Work order: Tally up the lines below that carry the word "generating", answering with the figure alone.

Data to process:
*** Begin section ***

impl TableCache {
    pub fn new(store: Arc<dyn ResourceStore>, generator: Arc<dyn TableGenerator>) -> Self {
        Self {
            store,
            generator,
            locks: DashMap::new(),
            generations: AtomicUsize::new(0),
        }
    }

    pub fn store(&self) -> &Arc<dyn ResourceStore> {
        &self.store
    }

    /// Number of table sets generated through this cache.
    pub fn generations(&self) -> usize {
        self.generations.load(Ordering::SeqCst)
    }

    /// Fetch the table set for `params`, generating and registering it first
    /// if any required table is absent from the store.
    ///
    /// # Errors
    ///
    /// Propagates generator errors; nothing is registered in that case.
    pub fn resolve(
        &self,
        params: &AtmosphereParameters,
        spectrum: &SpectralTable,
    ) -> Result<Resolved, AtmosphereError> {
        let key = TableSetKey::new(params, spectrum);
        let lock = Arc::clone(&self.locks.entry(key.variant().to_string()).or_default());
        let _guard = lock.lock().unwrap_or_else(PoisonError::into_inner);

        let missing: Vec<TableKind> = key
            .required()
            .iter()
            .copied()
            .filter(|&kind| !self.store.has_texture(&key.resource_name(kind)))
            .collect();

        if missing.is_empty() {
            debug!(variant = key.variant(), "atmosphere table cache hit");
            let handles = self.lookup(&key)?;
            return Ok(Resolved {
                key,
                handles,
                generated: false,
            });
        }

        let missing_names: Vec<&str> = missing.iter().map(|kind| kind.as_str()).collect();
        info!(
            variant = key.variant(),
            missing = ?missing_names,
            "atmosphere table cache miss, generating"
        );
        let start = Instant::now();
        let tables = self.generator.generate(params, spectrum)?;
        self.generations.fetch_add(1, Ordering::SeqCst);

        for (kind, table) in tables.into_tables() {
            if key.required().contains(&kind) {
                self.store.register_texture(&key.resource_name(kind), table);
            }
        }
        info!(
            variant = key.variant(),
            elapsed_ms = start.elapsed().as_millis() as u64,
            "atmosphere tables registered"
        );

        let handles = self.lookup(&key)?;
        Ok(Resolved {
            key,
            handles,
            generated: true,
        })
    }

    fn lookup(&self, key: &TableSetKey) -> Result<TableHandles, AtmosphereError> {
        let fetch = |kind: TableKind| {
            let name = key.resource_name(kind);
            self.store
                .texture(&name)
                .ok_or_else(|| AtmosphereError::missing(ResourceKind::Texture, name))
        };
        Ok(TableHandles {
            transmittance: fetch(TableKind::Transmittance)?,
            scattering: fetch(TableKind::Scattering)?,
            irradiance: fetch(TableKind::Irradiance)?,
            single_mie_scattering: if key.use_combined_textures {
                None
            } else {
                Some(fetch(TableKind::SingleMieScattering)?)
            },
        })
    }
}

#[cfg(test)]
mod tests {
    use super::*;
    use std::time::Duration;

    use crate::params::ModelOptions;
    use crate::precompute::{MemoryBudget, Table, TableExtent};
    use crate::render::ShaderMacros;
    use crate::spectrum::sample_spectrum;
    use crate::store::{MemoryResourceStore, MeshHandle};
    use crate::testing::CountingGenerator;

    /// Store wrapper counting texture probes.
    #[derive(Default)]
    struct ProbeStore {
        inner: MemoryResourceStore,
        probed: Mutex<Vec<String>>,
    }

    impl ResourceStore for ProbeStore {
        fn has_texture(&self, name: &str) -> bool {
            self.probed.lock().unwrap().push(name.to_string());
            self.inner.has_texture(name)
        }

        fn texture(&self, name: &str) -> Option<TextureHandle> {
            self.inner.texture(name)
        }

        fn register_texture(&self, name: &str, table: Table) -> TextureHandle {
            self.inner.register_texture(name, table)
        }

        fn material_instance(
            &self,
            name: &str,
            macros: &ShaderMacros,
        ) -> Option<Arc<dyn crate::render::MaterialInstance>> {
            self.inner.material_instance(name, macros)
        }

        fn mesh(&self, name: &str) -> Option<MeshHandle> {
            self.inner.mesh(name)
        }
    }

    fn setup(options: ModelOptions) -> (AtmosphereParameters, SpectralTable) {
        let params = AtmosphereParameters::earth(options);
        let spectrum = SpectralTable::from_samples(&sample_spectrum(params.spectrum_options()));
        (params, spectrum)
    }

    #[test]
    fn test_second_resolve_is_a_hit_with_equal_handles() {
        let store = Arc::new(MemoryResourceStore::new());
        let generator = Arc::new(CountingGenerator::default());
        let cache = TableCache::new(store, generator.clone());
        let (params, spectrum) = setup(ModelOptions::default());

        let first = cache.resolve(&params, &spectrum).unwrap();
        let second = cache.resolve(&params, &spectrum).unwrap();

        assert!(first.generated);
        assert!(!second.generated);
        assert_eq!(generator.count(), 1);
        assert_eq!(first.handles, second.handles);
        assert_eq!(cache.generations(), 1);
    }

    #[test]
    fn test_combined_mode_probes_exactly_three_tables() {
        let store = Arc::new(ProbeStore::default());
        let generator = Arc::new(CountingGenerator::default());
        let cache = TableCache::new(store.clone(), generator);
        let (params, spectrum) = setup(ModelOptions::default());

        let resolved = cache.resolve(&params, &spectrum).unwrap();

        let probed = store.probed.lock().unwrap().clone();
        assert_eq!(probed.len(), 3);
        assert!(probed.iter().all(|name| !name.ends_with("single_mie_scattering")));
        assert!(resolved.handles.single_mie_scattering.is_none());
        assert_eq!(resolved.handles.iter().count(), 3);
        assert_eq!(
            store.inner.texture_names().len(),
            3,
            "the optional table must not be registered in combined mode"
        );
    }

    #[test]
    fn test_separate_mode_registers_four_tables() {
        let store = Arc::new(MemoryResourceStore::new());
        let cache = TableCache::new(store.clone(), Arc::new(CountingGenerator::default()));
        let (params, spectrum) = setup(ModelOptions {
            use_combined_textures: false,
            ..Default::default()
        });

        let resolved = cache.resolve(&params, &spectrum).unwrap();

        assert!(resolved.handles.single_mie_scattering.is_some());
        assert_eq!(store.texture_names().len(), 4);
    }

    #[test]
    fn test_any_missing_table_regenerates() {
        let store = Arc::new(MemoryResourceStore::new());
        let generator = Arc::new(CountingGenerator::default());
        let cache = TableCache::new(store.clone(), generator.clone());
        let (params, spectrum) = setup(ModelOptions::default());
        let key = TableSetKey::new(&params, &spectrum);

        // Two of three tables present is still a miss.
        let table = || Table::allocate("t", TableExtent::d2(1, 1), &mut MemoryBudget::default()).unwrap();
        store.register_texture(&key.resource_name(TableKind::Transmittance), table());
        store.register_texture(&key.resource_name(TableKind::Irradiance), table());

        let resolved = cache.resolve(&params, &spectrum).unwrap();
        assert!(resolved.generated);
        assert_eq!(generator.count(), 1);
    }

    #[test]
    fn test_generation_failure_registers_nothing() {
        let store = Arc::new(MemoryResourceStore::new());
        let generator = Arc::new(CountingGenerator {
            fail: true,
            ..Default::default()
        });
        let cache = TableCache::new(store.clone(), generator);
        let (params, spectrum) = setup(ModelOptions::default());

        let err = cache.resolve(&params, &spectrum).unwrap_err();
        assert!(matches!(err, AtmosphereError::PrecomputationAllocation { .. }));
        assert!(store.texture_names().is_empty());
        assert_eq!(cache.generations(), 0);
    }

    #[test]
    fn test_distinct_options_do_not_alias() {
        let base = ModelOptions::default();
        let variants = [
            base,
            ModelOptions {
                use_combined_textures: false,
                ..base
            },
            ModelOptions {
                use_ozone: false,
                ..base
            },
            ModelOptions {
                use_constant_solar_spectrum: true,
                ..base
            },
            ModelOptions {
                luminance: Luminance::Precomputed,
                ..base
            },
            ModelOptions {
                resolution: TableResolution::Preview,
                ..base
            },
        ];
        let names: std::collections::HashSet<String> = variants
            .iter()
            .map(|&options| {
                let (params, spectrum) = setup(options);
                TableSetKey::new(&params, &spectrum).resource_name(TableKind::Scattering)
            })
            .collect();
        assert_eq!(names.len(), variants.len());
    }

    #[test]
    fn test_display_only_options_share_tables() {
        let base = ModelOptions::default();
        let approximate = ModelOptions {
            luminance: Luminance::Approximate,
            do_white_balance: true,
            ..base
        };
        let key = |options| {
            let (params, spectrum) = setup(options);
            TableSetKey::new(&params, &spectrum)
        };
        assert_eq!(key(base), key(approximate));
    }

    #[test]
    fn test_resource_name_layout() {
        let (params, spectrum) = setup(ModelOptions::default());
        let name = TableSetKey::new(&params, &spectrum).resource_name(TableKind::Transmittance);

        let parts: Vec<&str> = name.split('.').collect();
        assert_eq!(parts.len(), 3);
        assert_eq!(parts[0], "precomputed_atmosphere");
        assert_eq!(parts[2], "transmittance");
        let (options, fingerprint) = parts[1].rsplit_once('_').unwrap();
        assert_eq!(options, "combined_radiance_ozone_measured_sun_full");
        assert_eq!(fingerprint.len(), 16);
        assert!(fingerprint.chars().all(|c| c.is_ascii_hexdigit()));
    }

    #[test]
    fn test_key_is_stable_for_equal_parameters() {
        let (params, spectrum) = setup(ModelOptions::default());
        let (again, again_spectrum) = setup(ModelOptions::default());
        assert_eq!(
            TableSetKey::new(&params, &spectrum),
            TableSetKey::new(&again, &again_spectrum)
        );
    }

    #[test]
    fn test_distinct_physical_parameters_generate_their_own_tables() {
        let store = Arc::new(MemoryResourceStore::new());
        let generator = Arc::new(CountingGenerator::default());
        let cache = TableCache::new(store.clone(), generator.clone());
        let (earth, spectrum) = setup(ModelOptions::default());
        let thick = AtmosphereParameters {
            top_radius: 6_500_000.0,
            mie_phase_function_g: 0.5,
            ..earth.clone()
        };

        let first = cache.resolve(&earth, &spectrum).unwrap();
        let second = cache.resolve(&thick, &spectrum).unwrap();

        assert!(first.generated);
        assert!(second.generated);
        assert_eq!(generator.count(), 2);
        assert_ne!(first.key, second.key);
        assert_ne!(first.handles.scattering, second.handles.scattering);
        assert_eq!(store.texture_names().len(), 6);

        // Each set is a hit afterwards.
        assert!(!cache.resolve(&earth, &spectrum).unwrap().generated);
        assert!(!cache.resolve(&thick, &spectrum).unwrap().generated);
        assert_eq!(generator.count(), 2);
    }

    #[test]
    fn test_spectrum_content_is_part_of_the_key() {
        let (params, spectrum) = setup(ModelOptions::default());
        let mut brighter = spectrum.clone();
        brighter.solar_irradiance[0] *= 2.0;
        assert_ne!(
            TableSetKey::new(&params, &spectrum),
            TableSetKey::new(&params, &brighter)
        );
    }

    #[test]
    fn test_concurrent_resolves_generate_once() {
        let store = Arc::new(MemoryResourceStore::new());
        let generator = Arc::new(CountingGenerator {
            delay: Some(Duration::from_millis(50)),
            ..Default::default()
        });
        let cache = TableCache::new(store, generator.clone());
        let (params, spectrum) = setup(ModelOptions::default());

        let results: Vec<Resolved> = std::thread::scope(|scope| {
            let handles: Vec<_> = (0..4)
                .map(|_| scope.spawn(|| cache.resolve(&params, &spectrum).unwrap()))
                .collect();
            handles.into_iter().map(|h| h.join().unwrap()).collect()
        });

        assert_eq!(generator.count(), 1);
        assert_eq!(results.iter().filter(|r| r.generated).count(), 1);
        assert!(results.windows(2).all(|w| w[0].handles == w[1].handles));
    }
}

*** End section ***

Your response: 2